Infiltrating phagocytes generate superoxide anion (O2-) and prostaglandin (PG) at sites of inflammation. Thus PG-O2- interactions may be important to the initiation and control of inflammation. PGE1, PGE2, and PGD2 inhibit O2- generation (as measured by superoxide dismutase-inhibitable reduction of ferricytochrome c) in a dose-dependent manner (10(-6)-10(-9) M) when human peripheral blood polymorphonuclear leucocytes (PMN) are stimulated with 10(-7) M of the chemotactic peptide, N-formyl-methionyl-leucyl-phenylalanine (FMLP). These PG did not alter O2- generation when PMN were stimulated with 0.1 microgram/ml phorbol myristate acetate (PMA) or 1 mg/ml serum-treated zymosan (STZ). Increments of cyclic AMP (cAMP) (peak: fourfold) in PGE1, PGE2, and PGD2 treated PMN stimulated with PMA or STZ (in which O2- was not reduced) were similar to those in PG-treated PMN stimulated with FMLP (in which O2- was reduced markedly).

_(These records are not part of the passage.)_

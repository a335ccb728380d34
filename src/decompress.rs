//! Host-side decompression stage.
//!
//! Decompression runs as a reconstruction task downstream of the stream
//! transport. The interface only toggles it: active exactly when the live
//! stream path is selected, inactive when the detector saves to its own
//! storage. The two flags are always set together at prepare time.

use async_trait::async_trait;

/// Capability: frame decompression toggle.
#[async_trait]
pub trait FrameDecompressor: Send + Sync {
    /// Enable or disable the decompression task for the next acquisition.
    async fn set_active(&self, active: bool);

    /// Whether the decompression task is enabled.
    async fn is_active(&self) -> bool;
}
//! Interface configuration.
//!
//! Deserializable from the `[devices.driver]` TOML section the same way the
//! other driver configs are; all fields have defaults so an empty table is a
//! valid configuration.

use crate::error::{EigerError, EigerResult};
use serde::Deserialize;
use std::time::Duration;

/// Configuration for the Eiger acquisition interface.
#[derive(Debug, Clone, Deserialize)]
pub struct EigerConfig {
    /// Guard delay after disarming an armed detector while on-detector saving
    /// is active. Disarm triggers file finalization on the detector control
    /// unit; clearing storage before finalization completes truncates the
    /// just-written file. Uncancellable plain sleep on the prepare path.
    #[serde(default = "default_disarm_guard", with = "humantime_serde")]
    pub disarm_guard: Duration,

    /// Maximum time to wait for the stream transport to report armed during
    /// prepare when the live-stream path is selected.
    #[serde(default = "default_stream_arm_timeout", with = "humantime_serde")]
    pub stream_arm_timeout: Duration,
}

fn default_disarm_guard() -> Duration {
    Duration::from_secs(2)
}

fn default_stream_arm_timeout() -> Duration {
    Duration::from_secs(5)
}

impl Default for EigerConfig {
    fn default() -> Self {
        Self {
            disarm_guard: default_disarm_guard(),
            stream_arm_timeout: default_stream_arm_timeout(),
        }
    }
}

impl EigerConfig {
    /// Validate semantic constraints that pass deserialization.
    pub fn validate(&self) -> EigerResult<()> {
        if self.stream_arm_timeout.is_zero() {
            return Err(EigerError::Configuration(
                "stream_arm_timeout must be non-zero".to_string(),
            ));
        }
        Ok(())
    }
}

High concentrations of theophylline and dibutyryl cAMP reduced FMLP and STZ stimulated O2- generation but had no effect on PMA stimulation, suggesting that the stimuli induce different sensitivities to the effects of cellular cAMP. PGF2 alpha had little effect on O2- generation or cAMP levels regardless of the stimulus. PGE1 did not inhibit binding of FML(3H)P to PMN and did not scavenge O2- anions. Therefore the effect of PG on O2- production is dependent on the specific stimulator and an increased concentration of cAMP in activated PMN is by itself not sufficient to limit O2- generation induced by all stimuli.